• _DATA LISTING_
┄┄┄┄┄┄
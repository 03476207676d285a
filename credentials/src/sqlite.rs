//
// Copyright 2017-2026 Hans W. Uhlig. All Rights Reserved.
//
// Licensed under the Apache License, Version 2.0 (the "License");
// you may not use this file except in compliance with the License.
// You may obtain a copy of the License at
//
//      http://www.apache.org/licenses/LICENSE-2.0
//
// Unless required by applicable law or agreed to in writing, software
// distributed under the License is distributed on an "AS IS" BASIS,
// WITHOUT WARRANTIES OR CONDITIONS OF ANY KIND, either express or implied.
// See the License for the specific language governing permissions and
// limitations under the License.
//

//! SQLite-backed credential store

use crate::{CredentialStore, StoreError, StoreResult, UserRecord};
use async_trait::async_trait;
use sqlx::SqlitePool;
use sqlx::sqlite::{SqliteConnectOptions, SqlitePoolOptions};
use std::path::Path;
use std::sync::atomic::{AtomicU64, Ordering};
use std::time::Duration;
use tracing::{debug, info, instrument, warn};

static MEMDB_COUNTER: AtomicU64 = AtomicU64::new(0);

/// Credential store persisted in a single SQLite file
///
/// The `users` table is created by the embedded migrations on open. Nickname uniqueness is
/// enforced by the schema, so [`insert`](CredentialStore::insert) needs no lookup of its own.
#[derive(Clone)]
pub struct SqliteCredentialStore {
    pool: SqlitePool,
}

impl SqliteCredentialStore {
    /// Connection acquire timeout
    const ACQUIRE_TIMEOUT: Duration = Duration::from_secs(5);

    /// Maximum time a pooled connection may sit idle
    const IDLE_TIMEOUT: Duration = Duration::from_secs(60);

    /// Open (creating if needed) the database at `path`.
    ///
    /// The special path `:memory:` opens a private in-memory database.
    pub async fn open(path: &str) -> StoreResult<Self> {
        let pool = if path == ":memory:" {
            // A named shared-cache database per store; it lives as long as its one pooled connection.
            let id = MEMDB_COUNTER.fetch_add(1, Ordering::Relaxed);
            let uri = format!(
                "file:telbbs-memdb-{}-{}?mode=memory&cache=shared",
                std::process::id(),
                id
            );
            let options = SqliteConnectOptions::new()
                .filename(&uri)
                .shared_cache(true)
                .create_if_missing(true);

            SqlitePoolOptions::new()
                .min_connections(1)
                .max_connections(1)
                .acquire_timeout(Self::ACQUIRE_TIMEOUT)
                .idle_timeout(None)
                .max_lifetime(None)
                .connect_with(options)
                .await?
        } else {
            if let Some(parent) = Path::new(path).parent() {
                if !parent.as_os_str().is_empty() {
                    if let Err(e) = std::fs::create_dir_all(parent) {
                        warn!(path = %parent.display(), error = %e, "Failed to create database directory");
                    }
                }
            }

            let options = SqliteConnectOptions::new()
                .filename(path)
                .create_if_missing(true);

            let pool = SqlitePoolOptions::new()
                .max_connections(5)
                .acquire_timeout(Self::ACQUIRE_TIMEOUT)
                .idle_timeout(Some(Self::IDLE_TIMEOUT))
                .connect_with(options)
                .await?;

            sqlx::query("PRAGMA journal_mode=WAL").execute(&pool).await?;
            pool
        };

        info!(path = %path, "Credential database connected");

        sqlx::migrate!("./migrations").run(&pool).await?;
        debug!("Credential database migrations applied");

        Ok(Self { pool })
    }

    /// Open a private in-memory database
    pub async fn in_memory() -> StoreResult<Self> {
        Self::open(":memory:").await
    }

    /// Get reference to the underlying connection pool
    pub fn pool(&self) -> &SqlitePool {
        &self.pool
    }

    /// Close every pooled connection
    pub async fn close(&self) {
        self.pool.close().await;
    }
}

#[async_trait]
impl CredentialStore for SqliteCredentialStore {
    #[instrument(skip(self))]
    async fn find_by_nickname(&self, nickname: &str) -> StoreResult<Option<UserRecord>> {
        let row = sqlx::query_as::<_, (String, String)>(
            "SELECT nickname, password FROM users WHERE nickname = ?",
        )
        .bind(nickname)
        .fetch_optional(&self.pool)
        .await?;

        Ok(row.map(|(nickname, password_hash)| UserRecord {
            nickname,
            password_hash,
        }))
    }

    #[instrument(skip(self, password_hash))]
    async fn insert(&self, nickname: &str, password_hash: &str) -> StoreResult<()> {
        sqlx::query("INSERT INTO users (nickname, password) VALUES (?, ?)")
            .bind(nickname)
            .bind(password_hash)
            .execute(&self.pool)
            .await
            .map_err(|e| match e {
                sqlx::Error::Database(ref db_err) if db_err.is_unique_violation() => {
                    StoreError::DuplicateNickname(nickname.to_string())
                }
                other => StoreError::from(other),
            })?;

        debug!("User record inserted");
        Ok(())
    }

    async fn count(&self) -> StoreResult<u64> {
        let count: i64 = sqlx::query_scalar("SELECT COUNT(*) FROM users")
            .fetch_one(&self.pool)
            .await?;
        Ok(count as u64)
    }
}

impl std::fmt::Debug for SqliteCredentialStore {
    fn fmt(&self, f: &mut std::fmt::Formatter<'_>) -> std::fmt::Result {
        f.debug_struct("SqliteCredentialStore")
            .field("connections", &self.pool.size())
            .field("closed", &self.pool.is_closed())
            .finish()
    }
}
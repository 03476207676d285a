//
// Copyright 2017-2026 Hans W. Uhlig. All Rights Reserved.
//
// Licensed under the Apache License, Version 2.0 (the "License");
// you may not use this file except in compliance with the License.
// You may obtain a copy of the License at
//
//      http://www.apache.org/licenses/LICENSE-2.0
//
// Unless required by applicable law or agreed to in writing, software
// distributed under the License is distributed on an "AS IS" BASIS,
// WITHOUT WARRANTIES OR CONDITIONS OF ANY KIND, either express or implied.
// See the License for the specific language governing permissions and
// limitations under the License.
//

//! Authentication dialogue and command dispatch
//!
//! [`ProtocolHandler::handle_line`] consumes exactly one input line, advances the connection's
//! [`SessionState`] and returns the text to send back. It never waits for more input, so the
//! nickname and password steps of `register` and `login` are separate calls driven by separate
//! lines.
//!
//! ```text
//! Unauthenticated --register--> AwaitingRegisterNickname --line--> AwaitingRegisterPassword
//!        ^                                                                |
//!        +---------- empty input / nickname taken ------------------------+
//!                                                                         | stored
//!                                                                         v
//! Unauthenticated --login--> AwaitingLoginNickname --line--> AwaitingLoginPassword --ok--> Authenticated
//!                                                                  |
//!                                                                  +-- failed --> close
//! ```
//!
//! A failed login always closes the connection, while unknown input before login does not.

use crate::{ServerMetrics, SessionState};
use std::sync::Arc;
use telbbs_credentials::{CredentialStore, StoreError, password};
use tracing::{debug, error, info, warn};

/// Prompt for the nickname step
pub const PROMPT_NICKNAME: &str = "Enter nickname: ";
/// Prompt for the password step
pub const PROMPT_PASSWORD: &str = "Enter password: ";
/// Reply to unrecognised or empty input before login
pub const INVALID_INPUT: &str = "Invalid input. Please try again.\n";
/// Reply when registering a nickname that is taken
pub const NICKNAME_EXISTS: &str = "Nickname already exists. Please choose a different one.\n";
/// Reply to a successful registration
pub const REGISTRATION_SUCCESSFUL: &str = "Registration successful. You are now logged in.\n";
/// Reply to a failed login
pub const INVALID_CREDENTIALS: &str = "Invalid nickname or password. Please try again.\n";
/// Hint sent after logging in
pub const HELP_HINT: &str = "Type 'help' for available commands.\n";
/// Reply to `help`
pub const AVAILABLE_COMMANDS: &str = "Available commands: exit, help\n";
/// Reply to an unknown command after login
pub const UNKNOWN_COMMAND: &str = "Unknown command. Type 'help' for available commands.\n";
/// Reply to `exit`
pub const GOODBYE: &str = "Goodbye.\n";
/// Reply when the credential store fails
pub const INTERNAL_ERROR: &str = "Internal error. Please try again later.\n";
┄┄┄┄┄┄
• _WHAT THE TASK ASKS_
Check the listing for the word "users". Show each line that has it.

• _EXERCISE OUTPUT_
/// The `users` table is created by the embedded migrations on open. Nickname uniqueness is
            "SELECT nickname, password FROM users WHERE nickname = ?",
        sqlx::query("INSERT INTO users (nickname, password) VALUES (?, ?)")
        let count: i64 = sqlx::query_scalar("SELECT COUNT(*) FROM users")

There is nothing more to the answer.